Fort Lewis College Board of Trustees unanimously voted to restructure up to $5.5 million in bond payments – providing more financial flexibility should an extended COVID-19 pandemic pinch the school’s budget.
The vote allows the school to move the next three scheduled payments of the bonds to the end of the repayment schedule. The restructuring essentially delays payments planned in October 2020, April 2021 and October 2021 through the entire bond repayment period and extends the maturity for one year, from October 2038 to October 2039.
Colleges were given the power to restructure bonds by Gov.
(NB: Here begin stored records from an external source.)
//! API-facing descriptors: validated token endpoint and collection API base.
//!
//! `descriptor` exposes [`ApiDescriptor`], the configuration every client is built from, together
//! with its validating builder. Endpoints must use HTTPS unless they point at a loopback host.

pub mod descriptor;

pub use descriptor::*;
Jared Polis to aid in dealing with financial pressure put on them by the global viral pandemic.
Frederick Marienthal, an attorney with Kutak Rock who advises FLC on bond issues, said Colorado State University recently restructured $200 million in bonds in a similar manner, which is referred to as a “scoop and toss.”
The University of Colorado Boulder also has used the procedure to restructure bonds, he said.
Steve Schwartz, FLC vice president of finance and administration, told trustees the school’s bond rating had been lowered from A2 to A3 by Moody’s Investor Service.
“We were disappointed with this, but it was not totally unexpected,” Schwartz said. “S&P put the whole higher education sector on watch earlier this year because of the COVID-19 pandemic.”
Moody’s lowered the bond rating because of recent years of declining enrollment, financial stress from the pandemic and the budgetary situation of the state of Colorado.
Schwartz said two of the three reasons for the downgrade – the pandemic and the state’s budgetary situation – are out of the control of FLC.
According to a statement issued by Moody’s: “The college projects operating performance pressures through at least fiscal 2021, with coronavirus financial impacts affecting fiscal 2020 and 2021 and state funding cuts impacting fiscal 2021 and potentially beyond. Furthermore, the college has faced significant enrollment challenges over the past few years with a resulting loss of approximately 10% of students since fall 2015, notable given the college’s high-reliance on student charges to fund operations.”
Nick Taylor, with North Slope Capital Advisors and FLC’s bond market consultant, said Moody’s specifically moved FLC from an A2 negative rating to an A3 stable rating, and the fact that FLC was given a stable rating should not substantially impact the cost to the college in issuance of bonds.
The current market environment with low interest rates and high demand for higher education bonds from Colorado, in fact, favors a lower cost in the bond restructuring, Taylor said.
Schwartz said in an email: “We are optimistic that the downgrade will have minimal negative impact on the college’s cost of capital on its upcoming bond issuance. The stable outlook assigned to the “A3” rating for the upcoming bond issue hopefully signals to investors that the college is safely positioned in the ‘A’ category for the foreseeable future.